The 32-year-old skipped the auto run at Whitehall to holiday with friends in Greece, saying it is more important he's fully relaxed ahead of this weekend's crucial race.
The British Racing Drivers Club, Silverstone's owner, signed its 17-year contract out of desperation after briefly losing the race to Donnington Park, which hit financial troubled before it had the chance to run its first grand prix.
"Everyone has the right to make decisions for themselves, and for me I felt with the intensity of the season so far that I needed to prepare the best way I could for the battle this weekend".
"That is where I feel I like to put my energy mostly. But I fly a lot longer than that for trips and I usually arrive feeling pretty good".
But yesterday at Silverstone Hamilton did not seem keen to limit the fall-out of his no-show and stuck to his guns that taking a break was created to give him the best preparation for a race that means so much to him.
"I've tried to prepare the best that I can by being very relaxed over the past few days", Hamilton said.
"You've got the championship which is the most important thing, but a very close second, if not tied, is the British Grand Prix".More news: Trillion-ton iceberg breaks off Antarctica
"Our focus is still to preserve the British Grand Prix".
"I think I do try to connect with the fans and I try to engage as much as I can", Hamilton added.

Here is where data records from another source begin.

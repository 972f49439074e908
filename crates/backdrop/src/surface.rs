//! Seams between a render session and whatever actually draws pixels.
//!
//! [`RenderSurface`] is implemented by [`crate::gpu::GpuSurface`] for real
//! windows; tests substitute an in-memory surface so the frame loop and the
//! transition engine can be exercised without a GPU.

use std::fmt;

use crate::uniforms::EffectUniforms;

/// Backing buffer size in physical pixels.
#[derive(Debug, Clone, Copy, PartialEq, Eq, Hash)]
pub struct SurfaceSize {
    pub width: u32,
    pub height: u32,
}

impl SurfaceSize {
    pub const fn new(width: u32, height: u32) -> Self {
        Self { width, height }
    }

    pub fn is_empty(&self) -> bool {
        self.width == 0 || self.height == 0
    }

    pub fn aspect(&self) -> f32 {
        self.width as f32 / self.height as f32
    }
}

impl fmt::Display for SurfaceSize {
    fn fmt(&self, f: &mut fmt::Formatter<'_>) -> fmt::Result {
        write!(f, "{}x{}", self.width, self.height)
    }
}

/// Something that hosts a drawable surface and has a measurable box.
pub trait Container {
    /// Current box of the container in physical pixels.
    fn measure(&self) -> Result<SurfaceSize, GeometryError>;
}

/// Why a container's geometry could not be read.
#[derive(Debug, Clone, PartialEq, Eq, thiserror::Error)]
pub enum GeometryError {
    #[error("container collapsed to {0}")]
    Collapsed(SurfaceSize),
    #[error("container is no longer available")]
    Detached,
}

/// Per-frame presentation failure reported by a surface.
#[derive(Debug, Clone, PartialEq, Eq)]
pub enum SurfaceFault {
    /// The swapchain is lost or outdated and must be reconfigured.
    Reconfigure,
    /// The frame could not be acquired in time; try again next frame.
    Timeout,
    /// The device cannot continue.
    Fatal(String),
}

/// A drawable target plus the compiled effect pipeline that renders into it.
pub trait RenderSurface {
    fn size(&self) -> SurfaceSize;

    /// Reallocates the backing buffer. Callers never pass an empty size.
    fn resize(&mut self, size: SurfaceSize);

    /// Uploads `uniforms` and issues exactly one full-surface draw.
    fn render(&mut self, uniforms: &EffectUniforms) -> Result<(), SurfaceFault>;

    /// Releases every GPU resource. Called once, during unmount.
    fn release(&mut self);
}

An interview published on the morning of the F1 Live show was drowning in irony, as Hamilton claimed: "I wish there was more time to see the fans".

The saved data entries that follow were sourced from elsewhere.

//! wgpu-backed implementation of [`RenderSurface`].
//!
//! - `context` owns the instance, device and swapchain for one container and
//!   reconfigures the swapchain on resize.
//! - `pipeline` links the effect program against a single uniform bind group
//!   and records the one draw per frame.

mod context;
mod pipeline;

use raw_window_handle::{HasDisplayHandle, HasWindowHandle};

use crate::error::SessionError;
use crate::surface::{RenderSurface, SurfaceFault, SurfaceSize};
use crate::uniforms::EffectUniforms;

use self::context::GpuContext;
use self::pipeline::EffectPipeline;

/// Swapchain plus compiled effect for one window.
pub struct GpuSurface {
    pipeline: EffectPipeline,
    context: GpuContext,
    released: bool,
}

impl GpuSurface {
    /// Acquires a GPU context for `target` and compiles the effect.
    ///
    /// `target` must outlive the returned surface.
    pub fn create<T>(target: &T, size: SurfaceSize) -> Result<Self, SessionError>
    where
        T: HasDisplayHandle + HasWindowHandle,
    {
        let context = GpuContext::new(target, size)
            .map_err(|err| SessionError::Unsupported(format!("{err:#}")))?;
        let pipeline = match EffectPipeline::new(&context.device, context.surface_format) {
            Ok(pipeline) => pipeline,
            Err(err) => {
                context.destroy();
                return Err(err);
            }
        };
        tracing::info!(size = %context.size, format = ?context.surface_format, "GPU surface ready");
        Ok(Self {
            pipeline,
            context,
            released: false,
        })
    }
}

impl RenderSurface for GpuSurface {
    fn size(&self) -> SurfaceSize {
        self.context.size
    }

    fn resize(&mut self, size: SurfaceSize) {
        if self.released {
            return;
        }
        self.context.resize(size);
    }

    fn render(&mut self, uniforms: &EffectUniforms) -> Result<(), SurfaceFault> {
        if self.released {
            return Err(SurfaceFault::Fatal("surface already released".into()));
        }

        let frame = match self.context.surface.get_current_texture() {
            Ok(frame) => frame,
            Err(wgpu::SurfaceError::Lost | wgpu::SurfaceError::Outdated) => {
                return Err(SurfaceFault::Reconfigure)
            }
            Err(wgpu::SurfaceError::Timeout) => return Err(SurfaceFault::Timeout),
            Err(wgpu::SurfaceError::OutOfMemory) => {
                return Err(SurfaceFault::Fatal("out of GPU memory".into()))
            }
            Err(err) => return Err(SurfaceFault::Fatal(err.to_string())),
        };

        self.pipeline.write_uniforms(&self.context.queue, uniforms);

        let view = frame
            .texture
            .create_view(&wgpu::TextureViewDescriptor::default());
        let mut encoder = self
            .context
            .device
            .create_command_encoder(&wgpu::CommandEncoderDescriptor {
                label: Some("backdrop frame"),
            });
        self.pipeline.encode_draw(&mut encoder, &view);
        self.context.queue.submit(Some(encoder.finish()));
        frame.present();
        Ok(())
    }

    fn release(&mut self) {
        if self.released {
            return;
        }
        self.released = true;
        self.context.destroy();
        tracing::debug!("GPU surface released");
    }
}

The popularity and reputation of the championship-leading Vettel, of Ferrari, has been severely tarnished in recent weeks while Hamilton has suffered a sequence of misfortunes to slip 20 points adrift. If F1 organised such an important event for the fans like that in Brazil and I'm not there in Sao Paolo or any important town, I can not do that, that's the way I am.
Lewis Hamilton will head into his home race at Silverstone amid a cloud of local booing.
"Ultimately we have decisions to make and you have to stand firm with the decisions you make and feel proud of the decisions you make", he insisted. I'm reassured we can make everyone safe in London and we're going to make sure events are successful.
London mayor Sadiq Khan says he is keen to listen to plans about the potentially holding the British Grand Prix in the capital. They always have. Outside of the sport I do things that people don't comment on - like visits to young kids in hospitals who can't come to Grand Prix.
"I hope we will have more luck at our home race than we did last weekend in Austria".